Most people will be using the official app or the web site and if you're really dedicated one of the web archives will probably have the post and the quoted post archived.
It's not about being perfect, it's about cutting off wide masses from abusive behavior.
If BlueSky truly believes that there will even be an "official app (or the web site)" for their decentralized protocol--the one they claim they only even developed a client for at all in order to promote the usage of--then they have already fallen off mission.
The AT protocol is agnostic of Bluesky or Bluesky-specific content.
Different applications using the AT Protocol can publish records that have no relation to Bluesky posts, Bluesky follows, or other Bluesky concepts. For example, https://smokesignal.events/ is an AT protocol app that produces and aggregates its own record types ("events" and "RSVP"s).
So yes, there can't be any meaningful "official protocol client" (because the protocol isn't tied to a specific app).
However, realistically for each app (such as Bluesky or Smoke Signal) there'll usually be the most popular client (and the one we're developing is "official" in the sense that it's one we put on the app store under the Bluesky brand).
People can build other clients for Bluesky, but more importantly, they can build other apps on the protocol which have no relation to Bluesky (but can still ingest Bluesky data if they want to).
> People can build other clients for Bluesky, but more importantly, they can build other apps on the protocol which have no relation to Bluesky (but can still ingest Bluesky data if they want to).
Additionally, these apps can benefit from the distribution, moderation, and data hosting portability. ATProto allows for shared infrastructure across apps.

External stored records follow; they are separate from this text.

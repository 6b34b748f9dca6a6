//! Resilient exchange demo.
//!
//! Builds a decorated client for a greeting contract over a flaky in-process
//! remote and drives a batch of calls through it, logging every outcome.
//!
//! ```text
//! --config (TOML) ─▶ ResilienceConfig ─▶ DecoratorsBuilder::from_config
//!                                              │ + optional fallback
//!                                              ▼
//!                    ResilientClient ◀── flaky remote (failure rate, latency)
//! ```

use std::path::PathBuf;
use std::time::Duration;

use clap::Parser;
use rand::Rng;
use serde_json::{json, Value};

use resilient_exchange::config::{load_config, ResilienceConfig};
use resilient_exchange::observability::{init_logging, init_metrics, logging};
use resilient_exchange::{
    remote_fn, CallContract, CallError, DecoratorsBuilder, ErrorKind, Operation, RemoteError, ResilientClient,
    ServiceImpl, Signature,
};

#[derive(Parser)]
#[command(name = "resilient-exchange")]
#[command(about = "Drive a resilience-decorated client against a flaky remote", long_about = None)]
struct Cli {
    /// Resilience configuration file (TOML). Defaults apply when omitted.
    #[arg(short, long)]
    config: Option<PathBuf>,

    /// Number of calls to make.
    #[arg(short = 'n', long, default_value_t = 20)]
    calls: u32,

    /// Probability that a remote call fails with a 503.
    #[arg(short, long, default_value_t = 0.3)]
    failure_rate: f64,

    /// Upper bound of the simulated remote latency.
    #[arg(long, default_value_t = 50)]
    max_latency_ms: u64,

    /// Serve server-side failures from a local fallback.
    #[arg(long)]
    fallback: bool,
}

#[tokio::main]
async fn main() -> Result<(), Box<dyn std::error::Error>> {
    let cli = Cli::parse();

    let config = match &cli.config {
        Some(path) => load_config(path)?,
        None => ResilienceConfig::default(),
    };

    init_logging(
        &logging::default_directives(&config.observability.log_level),
        config.observability.log_compact,
    )?;

    tracing::info!("resilient-exchange v0.1.0 starting");

    if config.observability.metrics_enabled {
        match config.observability.metrics_address.parse() {
            Ok(addr) => init_metrics(addr)?,
            Err(_) => tracing::error!(
                metrics_address = %config.observability.metrics_address,
                "Failed to parse metrics address"
            ),
        }
    }

    let contract = CallContract::builder("GreetingService")
        .remote(greeting_signature())
        .default_operation(
            Signature::new("default_greeting").returns("String"),
            |client: ResilientClient, args| async move { client.call("greeting", args).await },
        )
        .build()?;

    let mut decorators = DecoratorsBuilder::from_config("greetings", &config);
    if cli.fallback {
        let fallback = ServiceImpl::builder("LocalGreeting")
            .handle(greeting_signature(), |_args| async { Ok(json!("Hello from the fallback")) })
            .build();
        decorators = decorators.with_fallback_for_kind(fallback, ErrorKind::RemoteServer);
    }
    let decorators = decorators.build();

    tracing::info!(
        stages = ?decorators.describe(),
        failure_rate = cli.failure_rate,
        calls = cli.calls,
        "Configuration loaded"
    );

    let failure_rate = cli.failure_rate.clamp(0.0, 1.0);
    let max_latency_ms = cli.max_latency_ms;
    let client = ResilientClient::builder(decorators)
        .remote(remote_fn(move |operation: &Operation, _args| {
            let (fail, latency) = {
                let mut rng = rand::thread_rng();
                (rng.gen_bool(failure_rate), rng.gen_range(0..=max_latency_ms))
            };
            let name = operation.name().to_string();
            async move {
                tokio::time::sleep(Duration::from_millis(latency)).await;
                if fail {
                    Err(CallError::from(RemoteError::with_status(503, "service unavailable")))
                } else {
                    Ok(Value::String(format!("Hello from {name}")))
                }
            }
        }))
        .build(contract)?;

    tracing::info!(client = %client, "Client ready");

    let mut succeeded = 0u32;
    let mut failed = 0u32;
    for i in 0..cli.calls {
        let operation = if i % 2 == 0 { "greeting" } else { "default_greeting" };
        match client.call(operation, Vec::new()).await {
            Ok(value) => {
                succeeded += 1;
                tracing::info!(call = i, operation, response = %value, "Call succeeded");
            }
            Err(e) => {
                failed += 1;
                tracing::warn!(call = i, operation, kind = e.kind().as_str(), error = %e, "Call failed");
            }
        }
    }

    tracing::info!(succeeded, failed, "Done");
    Ok(())
}

fn greeting_signature() -> Signature {
    Signature::new("greeting").returns("String")
}
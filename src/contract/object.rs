//! Objects that implement a contract's operations: fallbacks and in-memory services.

use std::collections::HashMap;
use std::future::Future;

use futures_util::future::{self, FutureExt};

use crate::callable::{Args, CallFuture, CallResult, Callable};
use crate::contract::operation::{Operation, Signature};
use crate::contract::remote::RemoteCall;
use crate::error::CallError;

/// An object exposing operations by signature.
///
/// A fallback must implement every remote operation of the contract it
/// stands in for; this is checked structurally by signature.
pub trait ServiceObject: Send + Sync {
    /// Type name used in configuration errors.
    fn type_name(&self) -> &str;

    /// Return true if an operation with exactly this signature is exposed.
    fn implements(&self, signature: &Signature) -> bool;

    /// Invoke the operation with the given arguments.
    fn invoke(&self, signature: &Signature, args: Args) -> CallFuture;
}

/// A handler table keyed by signature.
pub struct ServiceImpl {
    type_name: String,
    handlers: HashMap<Signature, Callable>,
}

impl ServiceImpl {
    pub fn builder(type_name: impl Into<String>) -> ServiceImplBuilder {
        ServiceImplBuilder {
            type_name: type_name.into(),
            handlers: HashMap::new(),
        }
    }
}

impl ServiceObject for ServiceImpl {
    fn type_name(&self) -> &str {
        &self.type_name
    }

    fn implements(&self, signature: &Signature) -> bool {
        self.handlers.contains_key(signature)
    }

    fn invoke(&self, signature: &Signature, args: Args) -> CallFuture {
        match self.handlers.get(signature) {
            Some(handler) => handler.call(args),
            None => future::ready(Err(CallError::UnknownOperation(signature.to_string()))).boxed(),
        }
    }
}

/// Serves a contract from memory, e.g. as the transport of a test client.
impl RemoteCall for ServiceImpl {
    fn invoke(&self, operation: &Operation, args: Args) -> CallFuture {
        ServiceObject::invoke(self, operation.signature(), args)
    }
}

impl std::fmt::Debug for ServiceImpl {
    fn fmt(&self, f: &mut std::fmt::Formatter<'_>) -> std::fmt::Result {
        f.debug_struct("ServiceImpl")
            .field("type_name", &self.type_name)
            .field("operations", &self.handlers.len())
            .finish()
    }
}

/// Builder for [`ServiceImpl`].
pub struct ServiceImplBuilder {
    type_name: String,
    handlers: HashMap<Signature, Callable>,
}

impl ServiceImplBuilder {
    /// Register the handler for `signature`, replacing any previous one.
    pub fn handle<F, Fut>(mut self, signature: Signature, f: F) -> Self
    where
        F: Fn(Args) -> Fut + Send + Sync + 'static,
        Fut: Future<Output = CallResult> + Send + 'static,
    {
        self.handlers.insert(signature, Callable::new(f));
        self
    }

    pub fn build(self) -> ServiceImpl {
        ServiceImpl {
            type_name: self.type_name,
            handlers: self.handlers,
        }
    }
}

#[cfg(test)]
mod tests {
    use super::*;
    use serde_json::{json, Value};

    fn echo() -> Signature {
        Signature::new("echo").param("String").returns("String")
    }

    #[tokio::test]
    async fn test_invoke_by_signature() {
        let service = ServiceImpl::builder("EchoService")
            .handle(echo(), |args: Args| async move {
                Ok(args.into_iter().next().unwrap_or(Value::Null))
            })
            .build();

        assert!(service.implements(&echo()));
        let result = ServiceObject::invoke(&service, &echo(), vec![json!("hi")]).await;
        assert_eq!(result.unwrap(), json!("hi"));
    }

    #[tokio::test]
    async fn test_unknown_signature() {
        let service = ServiceImpl::builder("EchoService").build();
        let other = Signature::new("echo").param("u64").returns("String");

        assert!(!service.implements(&other));
        let err = ServiceObject::invoke(&service, &other, vec![]).await.unwrap_err();
        assert!(matches!(err, CallError::UnknownOperation(_)));
    }
}
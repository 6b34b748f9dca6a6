//! Configuration loading from disk.

use std::fs;
use std::path::Path;

use thiserror::Error;

use crate::config::schema::ResilienceConfig;
use crate::config::validation::{validate_config, ValidationError};

/// Error type for configuration loading.
#[derive(Debug, Error)]
pub enum ConfigError {
    #[error("IO error: {0}")]
    Io(#[from] std::io::Error),

    #[error("Parse error: {0}")]
    Parse(#[from] toml::de::Error),

    #[error("Validation failed: {}", join(.0))]
    Validation(Vec<ValidationError>),
}

fn join(errors: &[ValidationError]) -> String {
    errors
        .iter()
        .map(ToString::to_string)
        .collect::<Vec<_>>()
        .join(", ")
}

/// Load and validate configuration from a TOML file.
pub fn load_config(path: &Path) -> Result<ResilienceConfig, ConfigError> {
    let content = fs::read_to_string(path)?;
    parse_config(&content)
}

/// Parse and validate configuration from TOML text.
pub fn parse_config(content: &str) -> Result<ResilienceConfig, ConfigError> {
    let config: ResilienceConfig = toml::from_str(content)?;
    validate_config(&config).map_err(ConfigError::Validation)?;
    Ok(config)
}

> If BlueSky truly believes that there will even be an "official app (or the web site)" for their decentralized protocol
The utter majority of people aren't nerds. They go on the App Store, type in "bluesky" and install the first hit, and that assumes they've heard of it in the first place.
Reddit, even before the Great API Crackdown, was just the same. The utter majority used the official client/website no matter how horrible they are/were to use - I'm honestly surprised old.reddit.com (the one with barely any JS) is still alive and kicking, new.reddit.com (the inbetween) for me keeps alternating between "it works" and "it redirects or shows the new UI that fails all the time with graphql errors"...
It's not about being perfect, it's about cutting off wide masses from abusive behavior.